Copy the lines below that contain "codes".

----- Records to use

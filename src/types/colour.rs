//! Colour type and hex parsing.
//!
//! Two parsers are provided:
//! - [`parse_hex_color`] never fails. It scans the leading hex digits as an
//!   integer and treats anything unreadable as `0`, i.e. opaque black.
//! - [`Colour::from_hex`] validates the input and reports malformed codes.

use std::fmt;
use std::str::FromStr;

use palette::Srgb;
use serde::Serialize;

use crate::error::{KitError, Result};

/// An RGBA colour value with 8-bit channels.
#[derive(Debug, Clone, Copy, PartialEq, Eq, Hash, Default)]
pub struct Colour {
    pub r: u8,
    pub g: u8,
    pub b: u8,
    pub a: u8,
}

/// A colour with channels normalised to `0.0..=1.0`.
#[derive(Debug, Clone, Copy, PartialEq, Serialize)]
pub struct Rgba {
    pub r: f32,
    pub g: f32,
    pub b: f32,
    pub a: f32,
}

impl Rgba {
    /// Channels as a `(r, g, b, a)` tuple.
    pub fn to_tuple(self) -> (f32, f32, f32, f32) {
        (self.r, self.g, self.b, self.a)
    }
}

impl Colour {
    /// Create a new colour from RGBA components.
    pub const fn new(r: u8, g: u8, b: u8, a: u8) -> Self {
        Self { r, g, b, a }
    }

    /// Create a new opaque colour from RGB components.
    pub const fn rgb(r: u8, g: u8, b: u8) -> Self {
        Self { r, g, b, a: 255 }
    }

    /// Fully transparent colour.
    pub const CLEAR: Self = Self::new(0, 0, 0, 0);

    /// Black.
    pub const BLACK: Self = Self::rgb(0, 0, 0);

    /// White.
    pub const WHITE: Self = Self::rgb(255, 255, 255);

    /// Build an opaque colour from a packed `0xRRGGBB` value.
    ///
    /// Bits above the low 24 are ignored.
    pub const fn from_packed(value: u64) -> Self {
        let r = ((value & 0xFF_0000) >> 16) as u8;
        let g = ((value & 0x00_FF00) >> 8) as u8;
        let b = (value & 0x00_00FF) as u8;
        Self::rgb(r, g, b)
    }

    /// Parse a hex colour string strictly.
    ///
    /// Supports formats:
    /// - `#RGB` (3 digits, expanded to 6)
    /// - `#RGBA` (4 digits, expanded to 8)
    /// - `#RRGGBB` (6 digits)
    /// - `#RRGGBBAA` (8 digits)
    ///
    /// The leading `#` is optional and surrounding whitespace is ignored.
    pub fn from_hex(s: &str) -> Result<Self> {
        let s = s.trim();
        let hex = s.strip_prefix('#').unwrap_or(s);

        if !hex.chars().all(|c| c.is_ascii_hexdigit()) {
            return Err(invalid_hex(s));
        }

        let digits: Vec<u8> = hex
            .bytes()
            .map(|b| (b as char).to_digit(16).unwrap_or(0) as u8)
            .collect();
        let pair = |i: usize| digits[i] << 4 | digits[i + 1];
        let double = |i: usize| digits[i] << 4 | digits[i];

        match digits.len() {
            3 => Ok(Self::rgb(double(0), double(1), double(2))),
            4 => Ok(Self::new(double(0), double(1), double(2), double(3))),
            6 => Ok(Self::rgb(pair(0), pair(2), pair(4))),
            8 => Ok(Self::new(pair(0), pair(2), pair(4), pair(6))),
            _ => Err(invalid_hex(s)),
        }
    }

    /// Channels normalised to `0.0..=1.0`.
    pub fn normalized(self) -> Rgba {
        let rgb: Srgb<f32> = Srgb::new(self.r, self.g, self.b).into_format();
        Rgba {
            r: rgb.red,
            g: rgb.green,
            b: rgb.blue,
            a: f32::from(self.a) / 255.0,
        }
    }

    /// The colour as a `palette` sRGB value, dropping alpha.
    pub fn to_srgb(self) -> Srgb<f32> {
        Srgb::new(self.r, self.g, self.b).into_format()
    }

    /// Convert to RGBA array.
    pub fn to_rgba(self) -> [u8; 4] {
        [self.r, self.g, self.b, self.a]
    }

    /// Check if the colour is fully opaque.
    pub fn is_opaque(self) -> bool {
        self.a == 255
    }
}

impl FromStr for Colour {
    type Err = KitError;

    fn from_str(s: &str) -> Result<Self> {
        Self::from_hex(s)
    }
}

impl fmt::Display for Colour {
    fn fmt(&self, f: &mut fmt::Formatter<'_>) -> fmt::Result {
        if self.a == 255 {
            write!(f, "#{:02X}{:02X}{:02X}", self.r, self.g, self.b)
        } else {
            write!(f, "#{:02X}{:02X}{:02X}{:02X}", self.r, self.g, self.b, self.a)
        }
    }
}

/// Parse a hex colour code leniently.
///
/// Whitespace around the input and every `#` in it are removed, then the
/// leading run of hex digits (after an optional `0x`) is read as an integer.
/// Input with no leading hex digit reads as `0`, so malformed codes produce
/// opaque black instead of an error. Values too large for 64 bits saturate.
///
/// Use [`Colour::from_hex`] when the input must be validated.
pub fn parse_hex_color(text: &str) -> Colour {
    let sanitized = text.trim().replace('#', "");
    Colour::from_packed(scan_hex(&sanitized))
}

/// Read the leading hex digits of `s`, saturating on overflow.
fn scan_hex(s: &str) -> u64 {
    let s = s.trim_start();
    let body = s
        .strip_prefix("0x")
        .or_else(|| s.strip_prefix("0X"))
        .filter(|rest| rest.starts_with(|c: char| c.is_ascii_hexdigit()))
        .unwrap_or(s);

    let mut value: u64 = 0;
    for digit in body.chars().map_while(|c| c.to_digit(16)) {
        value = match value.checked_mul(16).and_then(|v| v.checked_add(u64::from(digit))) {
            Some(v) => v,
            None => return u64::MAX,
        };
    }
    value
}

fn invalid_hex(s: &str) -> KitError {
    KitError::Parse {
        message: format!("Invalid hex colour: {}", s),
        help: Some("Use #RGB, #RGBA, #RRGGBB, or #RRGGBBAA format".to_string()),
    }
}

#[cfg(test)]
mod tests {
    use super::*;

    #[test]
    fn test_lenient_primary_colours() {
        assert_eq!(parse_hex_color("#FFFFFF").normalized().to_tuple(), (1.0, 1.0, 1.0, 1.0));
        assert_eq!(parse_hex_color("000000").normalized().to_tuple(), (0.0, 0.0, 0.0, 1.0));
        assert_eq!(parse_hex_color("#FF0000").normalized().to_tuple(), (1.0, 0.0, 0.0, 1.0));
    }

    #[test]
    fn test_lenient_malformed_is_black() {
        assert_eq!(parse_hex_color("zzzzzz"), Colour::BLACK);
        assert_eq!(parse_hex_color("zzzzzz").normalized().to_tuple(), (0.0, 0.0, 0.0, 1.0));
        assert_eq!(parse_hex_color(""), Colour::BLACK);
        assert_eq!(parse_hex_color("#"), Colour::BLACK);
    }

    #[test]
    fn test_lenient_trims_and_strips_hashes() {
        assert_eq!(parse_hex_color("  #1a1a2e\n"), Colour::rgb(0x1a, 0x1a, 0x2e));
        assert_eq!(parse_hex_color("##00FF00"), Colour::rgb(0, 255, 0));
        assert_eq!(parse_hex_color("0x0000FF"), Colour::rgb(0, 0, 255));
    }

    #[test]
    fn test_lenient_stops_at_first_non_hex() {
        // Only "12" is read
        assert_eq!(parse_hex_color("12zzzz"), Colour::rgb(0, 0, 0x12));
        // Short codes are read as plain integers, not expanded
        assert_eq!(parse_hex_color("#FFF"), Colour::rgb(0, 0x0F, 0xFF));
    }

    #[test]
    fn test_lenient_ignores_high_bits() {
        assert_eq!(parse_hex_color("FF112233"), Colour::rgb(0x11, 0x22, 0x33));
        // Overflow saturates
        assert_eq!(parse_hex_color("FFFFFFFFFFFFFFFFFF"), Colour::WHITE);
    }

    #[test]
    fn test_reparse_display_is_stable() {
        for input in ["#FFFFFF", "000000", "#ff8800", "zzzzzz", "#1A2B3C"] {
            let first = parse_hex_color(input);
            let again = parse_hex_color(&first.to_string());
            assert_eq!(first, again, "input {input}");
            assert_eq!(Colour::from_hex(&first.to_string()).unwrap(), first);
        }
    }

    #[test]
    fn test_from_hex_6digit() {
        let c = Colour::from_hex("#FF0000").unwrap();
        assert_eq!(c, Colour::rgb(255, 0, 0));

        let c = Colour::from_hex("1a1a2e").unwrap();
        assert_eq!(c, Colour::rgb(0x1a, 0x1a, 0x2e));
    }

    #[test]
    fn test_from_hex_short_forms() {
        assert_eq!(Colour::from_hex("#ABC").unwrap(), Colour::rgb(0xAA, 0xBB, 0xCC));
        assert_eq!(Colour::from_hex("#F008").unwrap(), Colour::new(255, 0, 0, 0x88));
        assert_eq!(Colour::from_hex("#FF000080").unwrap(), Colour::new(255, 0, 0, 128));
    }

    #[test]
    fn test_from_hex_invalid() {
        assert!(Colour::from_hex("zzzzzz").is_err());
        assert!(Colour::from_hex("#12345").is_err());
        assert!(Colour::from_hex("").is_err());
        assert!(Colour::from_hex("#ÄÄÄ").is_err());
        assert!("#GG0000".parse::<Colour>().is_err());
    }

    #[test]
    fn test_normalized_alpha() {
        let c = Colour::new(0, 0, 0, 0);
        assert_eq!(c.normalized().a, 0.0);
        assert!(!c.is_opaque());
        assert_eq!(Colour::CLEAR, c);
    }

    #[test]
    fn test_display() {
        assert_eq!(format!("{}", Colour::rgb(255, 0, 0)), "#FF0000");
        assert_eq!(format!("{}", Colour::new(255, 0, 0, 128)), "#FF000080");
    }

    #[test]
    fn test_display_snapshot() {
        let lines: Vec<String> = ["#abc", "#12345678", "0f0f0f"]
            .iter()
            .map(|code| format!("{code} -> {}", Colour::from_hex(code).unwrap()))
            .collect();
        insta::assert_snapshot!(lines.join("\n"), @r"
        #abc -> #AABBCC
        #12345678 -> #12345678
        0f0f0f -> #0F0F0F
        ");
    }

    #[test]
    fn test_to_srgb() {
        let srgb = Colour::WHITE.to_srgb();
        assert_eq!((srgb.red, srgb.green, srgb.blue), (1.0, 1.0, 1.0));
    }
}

----------
----- Records to use

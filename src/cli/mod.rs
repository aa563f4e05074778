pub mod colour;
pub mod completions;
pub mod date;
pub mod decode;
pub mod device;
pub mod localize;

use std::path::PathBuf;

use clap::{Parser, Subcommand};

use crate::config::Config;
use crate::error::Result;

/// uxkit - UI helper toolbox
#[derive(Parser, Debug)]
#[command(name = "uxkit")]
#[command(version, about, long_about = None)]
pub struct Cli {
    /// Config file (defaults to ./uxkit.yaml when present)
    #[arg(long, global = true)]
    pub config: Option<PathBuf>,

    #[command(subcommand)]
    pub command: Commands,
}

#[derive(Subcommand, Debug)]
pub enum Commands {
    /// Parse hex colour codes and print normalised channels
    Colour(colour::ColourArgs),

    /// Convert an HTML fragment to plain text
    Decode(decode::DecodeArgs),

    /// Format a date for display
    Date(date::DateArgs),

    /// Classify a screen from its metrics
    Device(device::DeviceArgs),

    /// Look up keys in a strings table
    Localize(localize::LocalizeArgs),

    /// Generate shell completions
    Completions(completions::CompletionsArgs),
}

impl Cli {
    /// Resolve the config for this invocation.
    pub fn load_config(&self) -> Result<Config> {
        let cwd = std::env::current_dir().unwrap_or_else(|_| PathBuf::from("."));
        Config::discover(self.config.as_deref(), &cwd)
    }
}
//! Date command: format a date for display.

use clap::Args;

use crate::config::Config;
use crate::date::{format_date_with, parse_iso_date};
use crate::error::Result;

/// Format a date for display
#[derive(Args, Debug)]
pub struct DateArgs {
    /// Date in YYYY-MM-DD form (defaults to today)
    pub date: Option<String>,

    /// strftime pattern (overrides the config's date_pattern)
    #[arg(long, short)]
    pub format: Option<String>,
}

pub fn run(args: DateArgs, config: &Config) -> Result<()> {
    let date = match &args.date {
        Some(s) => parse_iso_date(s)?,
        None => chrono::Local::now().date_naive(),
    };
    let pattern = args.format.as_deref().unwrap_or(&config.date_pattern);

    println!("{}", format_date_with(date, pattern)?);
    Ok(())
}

----------

Written answer
//! - [`Colour::from_hex`] validates the input and reports malformed codes.
/// Input with no leading hex digit reads as `0`, so malformed codes produce
        // Short codes are read as plain integers, not expanded
    /// Parse hex colour codes and print normalised channels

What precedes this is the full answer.